What’s on your face can save your lungs and life!
Who needs respiratory protection? Everyone should be familiar with the basic issues regarding respiratory protection. However, there are many more issues that need to be addressed as part of a comprehensive Respiratory Protection Program (RPP). If you are responsible for managing or administering your company’s RPP the following are some questions you will need to be able to answer:
- Do you require respirators in your workplace?
- Who needs a respirator to keep safe at work?
- Are your employees trained on how to use, care, and maintain respirators?
- Have employees been cleared to wear respirators by a medical professional?
- Are there different types of respirators?
- Which type is right for your valuable staff?
What is a respirator? A respirator is a piece of personal protective equipment that requires special attention when being used. It can be used to clean the air of contaminants from your breathing zone or supply clean air to a worker while inside the work area.
Respirator programs: If you are using or requiring someone in your organization to wear a respirator you need to have specific written programs in place that include:
- Hazard assessments, e.g., ventilation measurements, air exposure monitoring, etc.

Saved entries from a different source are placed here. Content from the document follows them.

//! Settlement configuration
//!
//! Loaded from an optional JSON file; every field has a default so a
//! partial file is enough.

use serde::{Deserialize, Serialize};
use std::fs;
use std::path::{Path, PathBuf};
use std::time::Duration;
use thiserror::Error;

use crate::crypto::MAINNET_MAGIC;
use crate::storage::StorageConfig;

#[derive(Error, Debug)]
pub enum ConfigError {
    #[error("IO error: {0}")]
    Io(#[from] std::io::Error),
    #[error("Invalid config file: {0}")]
    Parse(#[from] serde_json::Error),
    #[error("Invalid setting {field}: {reason}")]
    Invalid { field: &'static str, reason: String },
}

/// Engine and reconciliation settings
#[derive(Debug, Clone, Serialize, Deserialize, PartialEq, Eq)]
#[serde(default)]
pub struct SettlementConfig {
    /// Network magic mixed into every signed message
    pub network_magic: u32,
    pub rpc_url: String,
    /// Upper bound for any single chain call
    pub rpc_timeout_secs: u64,
    pub reconcile_interval_secs: u64,
    /// Blocks added to the current count for a proposal's deadline
    pub valid_block_window: u32,
    /// Re-send an unconfirmed transaction after this long
    pub rebroadcast_after_secs: u64,
    pub data_dir: PathBuf,
}

impl Default for SettlementConfig {
    fn default() -> Self {
        Self {
            network_magic: MAINNET_MAGIC,
            rpc_url: "http://seed1.neo.org:10332".to_string(),
            rpc_timeout_secs: 10,
            reconcile_interval_secs: 15,
            valid_block_window: 5760,
            rebroadcast_after_secs: 60,
            data_dir: PathBuf::from(".settlement_data"),
        }
    }
}

impl SettlementConfig {
    /// Read and validate a JSON config file
    pub fn load(path: &Path) -> Result<Self, ConfigError> {
        let data = fs::read_to_string(path)?;
        let config: Self = serde_json::from_str(&data)?;
        config.validate()?;
        Ok(config)
    }

    pub fn validate(&self) -> Result<(), ConfigError> {
        if self.rpc_timeout_secs == 0 {
            return Err(ConfigError::Invalid {
                field: "rpc_timeout_secs",
                reason: "must be greater than zero".to_string(),
            });
        }
        if self.reconcile_interval_secs == 0 {
            return Err(ConfigError::Invalid {
                field: "reconcile_interval_secs",
                reason: "must be greater than zero".to_string(),
            });
        }
        if self.valid_block_window == 0 {
            return Err(ConfigError::Invalid {
                field: "valid_block_window",
                reason: "must be greater than zero".to_string(),
            });
        }
        if self.rpc_url.trim().is_empty() {
            return Err(ConfigError::Invalid {
                field: "rpc_url",
                reason: "must not be empty".to_string(),
            });
        }
        Ok(())
    }

    pub fn rpc_timeout(&self) -> Duration {
        Duration::from_secs(self.rpc_timeout_secs)
    }

    pub fn reconcile_interval(&self) -> Duration {
        Duration::from_secs(self.reconcile_interval_secs)
    }

    pub fn rebroadcast_after(&self) -> Duration {
        Duration::from_secs(self.rebroadcast_after_secs)
    }

    pub fn storage(&self) -> StorageConfig {
        StorageConfig::in_dir(&self.data_dir)
    }
}

#[cfg(test)]
mod tests {
    use super::*;
    use crate::crypto::TESTNET_MAGIC;

    #[test]
    fn test_defaults() {
        let config = SettlementConfig::default();
        assert_eq!(config.network_magic, 0x334F454E);
        assert_eq!(config.reconcile_interval(), Duration::from_secs(15));
        assert_eq!(config.valid_block_window, 5760);
        assert!(config.validate().is_ok());
    }

    #[test]
    fn test_load_partial_file() {
        let temp_dir = tempfile::tempdir().unwrap();
        let path = temp_dir.path().join("settlement.json");
        fs::write(
            &path,
            format!(
                r#"{{"network_magic": {}, "rpc_url": "http://localhost:20332"}}"#,
                TESTNET_MAGIC
            ),
        )
        .unwrap();

        let config = SettlementConfig::load(&path).unwrap();
        assert_eq!(config.network_magic, TESTNET_MAGIC);
        assert_eq!(config.rpc_url, "http://localhost:20332");
        assert_eq!(config.rpc_timeout_secs, 10);
        assert_eq!(config.storage().data_dir, PathBuf::from(".settlement_data"));
    }

    #[test]
    fn test_zero_interval_rejected() {
        let temp_dir = tempfile::tempdir().unwrap();
        let path = temp_dir.path().join("settlement.json");
        fs::write(&path, r#"{"reconcile_interval_secs": 0}"#).unwrap();
        assert!(matches!(
            SettlementConfig::load(&path),
            Err(ConfigError::Invalid {
                field: "reconcile_interval_secs",
                ..
            })
        ));

        let config = SettlementConfig {
            rpc_timeout_secs: 0,
            ..Default::default()
        };
        assert!(config.validate().is_err());
    }

    #[test]
    fn test_malformed_file() {
        let temp_dir = tempfile::tempdir().unwrap();
        let path = temp_dir.path().join("settlement.json");
        fs::write(&path, "rpc_url = nope").unwrap();
        assert!(matches!(
            SettlementConfig::load(&path),
            Err(ConfigError::Parse(_))
        ));
    }
}
//! Dotted-key assignment into nested mappings.
//!
//! `assign(map, "student.name", v)` writes `map["student"]["name"] = v`,
//! creating intermediate mappings on the way. Intermediate segments that
//! already hold a scalar or a list are a [`PathError::Conflict`]; exact key
//! collisions are last-write-wins.

use serde_json::{Map, Value};

use crate::error::PathError;
use crate::ValueMap;

/// Keys with this many segments or more are rejected.
pub const PATH_DEPTH_LIMIT: usize = 1000;

/// Split a dotted key into its segments, validating shape and depth.
pub fn split_path(key: &str) -> Result<Vec<&str>, PathError> {
    let segments: Vec<&str> = key.split('.').collect();
    if segments.len() >= PATH_DEPTH_LIMIT {
        return Err(PathError::TooDeep {
            depth: segments.len(),
            limit: PATH_DEPTH_LIMIT - 1,
        });
    }
    if segments.iter().any(|s| s.is_empty()) {
        return Err(PathError::EmptySegment {
            key: key.to_string(),
        });
    }
    Ok(segments)
}

/// Write `value` at the dotted `key` inside `target`.
pub fn assign(target: &mut ValueMap, key: &str, value: Value) -> Result<(), PathError> {
    let segments = split_path(key)?;
    let (last, parents) = segments
        .split_last()
        .ok_or_else(|| PathError::EmptySegment {
            key: key.to_string(),
        })?;

    let mut current = target;
    for (i, segment) in parents.iter().enumerate() {
        let slot = current
            .entry((*segment).to_string())
            .or_insert_with(|| Value::Object(Map::new()));
        current = match slot {
            Value::Object(map) => map,
            other => {
                return Err(PathError::Conflict {
                    key: key.to_string(),
                    prefix: segments[..=i].join("."),
                    found: value_kind(other),
                })
            }
        };
    }
    current.insert((*last).to_string(), value);
    Ok(())
}

/// Fold a sequence of `(dotted_key, value)` assignments into a fresh map.
pub fn merge_assignments<I, K>(assignments: I) -> Result<ValueMap, PathError>
where
    I: IntoIterator<Item = (K, Value)>,
    K: AsRef<str>,
{
    let mut out = Map::new();
    for (key, value) in assignments {
        assign(&mut out, key.as_ref(), value)?;
    }
    Ok(out)
}

/// Read the value at a dotted `key`, if every segment resolves.
pub fn lookup<'a>(map: &'a ValueMap, key: &str) -> Option<&'a Value> {
    let mut segments = key.split('.');
    let mut value = map.get(segments.next()?)?;
    for segment in segments {
        value = value.as_object()?.get(segment)?;
    }
    Some(value)
}

/// Top-level merge: every key of `overlay` replaces the same key of `base`.
/// Nested mappings are replaced wholesale, not merged.
pub fn shallow_merge(mut base: ValueMap, overlay: ValueMap) -> ValueMap {
    for (key, value) in overlay {
        base.insert(key, value);
    }
    base
}

/// Human-readable JSON type name, used in conflict messages.
pub fn value_kind(value: &Value) -> &'static str {
    match value {
        Value::Null => "null",
        Value::Bool(_) => "boolean",
        Value::Number(_) => "number",
        Value::String(_) => "string",
        Value::Array(_) => "list",
        Value::Object(_) => "mapping",
    }
}

#[cfg(test)]
mod tests {
    use super::*;
    use serde_json::json;

    fn as_map(v: Value) -> ValueMap {
        match v {
            Value::Object(m) => m,
            _ => panic!("expected an object"),
        }
    }

    #[test]
    fn sibling_keys_share_parent() {
        let merged = merge_assignments([("a.b", json!(1)), ("a.c", json!(2))]).unwrap();
        assert_eq!(Value::Object(merged), json!({"a": {"b": 1, "c": 2}}));
    }

    #[test]
    fn reapplying_same_assignment_is_idempotent() {
        let mut map = Map::new();
        assign(&mut map, "student.name", json!("Ada")).unwrap();
        let once = map.clone();
        assign(&mut map, "student.name", json!("Ada")).unwrap();
        assert_eq!(map, once);
    }

    #[test]
    fn last_write_wins_on_exact_collision() {
        let merged =
            merge_assignments([("course.id", json!("CS 1150")), ("course.id", json!("CS 2060"))])
                .unwrap();
        assert_eq!(Value::Object(merged), json!({"course": {"id": "CS 2060"}}));
    }

    #[test]
    fn order_of_disjoint_keys_does_not_matter() {
        let forward = merge_assignments([("x.y", json!(1)), ("z", json!(2))]).unwrap();
        let backward = merge_assignments([("z", json!(2)), ("x.y", json!(1))]).unwrap();
        assert_eq!(forward, backward);
    }

    #[test]
    fn scalar_intermediate_is_a_conflict() {
        let mut map = as_map(json!({"a": 5}));
        let err = assign(&mut map, "a.b", json!(1)).unwrap_err();
        assert_eq!(
            err,
            PathError::Conflict {
                key: "a.b".into(),
                prefix: "a".into(),
                found: "number",
            }
        );
        // Failed assignment leaves the map untouched.
        assert_eq!(Value::Object(map), json!({"a": 5}));
    }

    #[test]
    fn conflict_reports_deepest_prefix() {
        let mut map = as_map(json!({"a": {"b": ["x"]}}));
        let err = assign(&mut map, "a.b.c", json!(true)).unwrap_err();
        assert!(matches!(err, PathError::Conflict { ref prefix, found: "list", .. } if prefix == "a.b"));
    }

    #[test]
    fn writing_a_scalar_over_a_mapping_replaces_it() {
        let mut map = as_map(json!({"a": {"b": 1}}));
        assign(&mut map, "a", json!("flat")).unwrap();
        assert_eq!(Value::Object(map), json!({"a": "flat"}));
    }

    #[test]
    fn empty_segments_are_rejected() {
        for key in ["", "a..b", ".a", "a."] {
            let mut map = Map::new();
            let err = assign(&mut map, key, json!(1)).unwrap_err();
            assert!(matches!(err, PathError::EmptySegment { .. }), "key {key:?}");
        }
    }

    #[test]
    fn pathological_depth_is_rejected() {
        let key = vec!["k"; PATH_DEPTH_LIMIT].join(".");
        let mut map = Map::new();
        let err = assign(&mut map, &key, json!(1)).unwrap_err();
        assert!(matches!(err, PathError::TooDeep { depth, .. } if depth == PATH_DEPTH_LIMIT));
    }

    #[test]
    fn depth_just_below_limit_is_accepted() {
        let key = vec!["k"; PATH_DEPTH_LIMIT - 1].join(".");
        let mut map = Map::new();
        assign(&mut map, &key, json!(1)).unwrap();
        assert_eq!(lookup(&map, &key), Some(&json!(1)));
    }

    #[test]
    fn lookup_follows_dotted_path() {
        let map = as_map(json!({"student": {"name": "Ada", "id": 7}}));
        assert_eq!(lookup(&map, "student.id"), Some(&json!(7)));
        assert_eq!(lookup(&map, "student.email"), None);
        assert_eq!(lookup(&map, "student.name.first"), None);
    }

    #[test]
    fn shallow_merge_replaces_nested_maps_wholesale() {
        let base = as_map(json!({"course": {"id": "CS 1150", "term": "Fall"}, "title": "HW"}));
        let overlay = as_map(json!({"course": {"id": "CS 2060"}}));
        let merged = shallow_merge(base, overlay);
        assert_eq!(
            Value::Object(merged),
            json!({"course": {"id": "CS 2060"}, "title": "HW"})
        );
    }
}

- Respirator selection, e.g., air purifying or air supplying
- Employee training and standard procedures
- Medical evaluations from licensed health care providers
- Fit testing, using quantitative or qualitative measures
- Program evaluation
What are the types of airborne hazards? Different respirators and or filtering cartridges may be required to protect against different airborne hazards. Some potential hazards are:
- Gases and vapors, e.g., xylene, isopropyl alcohol
- Mists and fogs, e.g., aerosol paints
- Fumes, e.g., welding, brazing, lead, hexavalent chromium
- Particulates, e.g., asbestos, silica, hexavalent chromium
- Oxygen deficiency
Respirator selection options:
- Air purifying respirators
- Filtering face piece particulate respirators/cartridges
- Chemical cartridge respirators
- Powered air purifying respirators
- Canister respirators
- Air supplying respirators:
- Supplied air systems
- Self-contained breathing apparatus
Employer requirements: Additional information and action is required by the employer in accordance with the state and federal occupational safety and health regulations covering respiratory protection. This includes but is not limited to:
- Establishing a written respirator program
- Medical considerations
- Respirator fit testing
- Negative and positive pressure user fit checks
- Comprehensive user training, e.g., procedures for the use, care, maintenance, and storage of the respirator.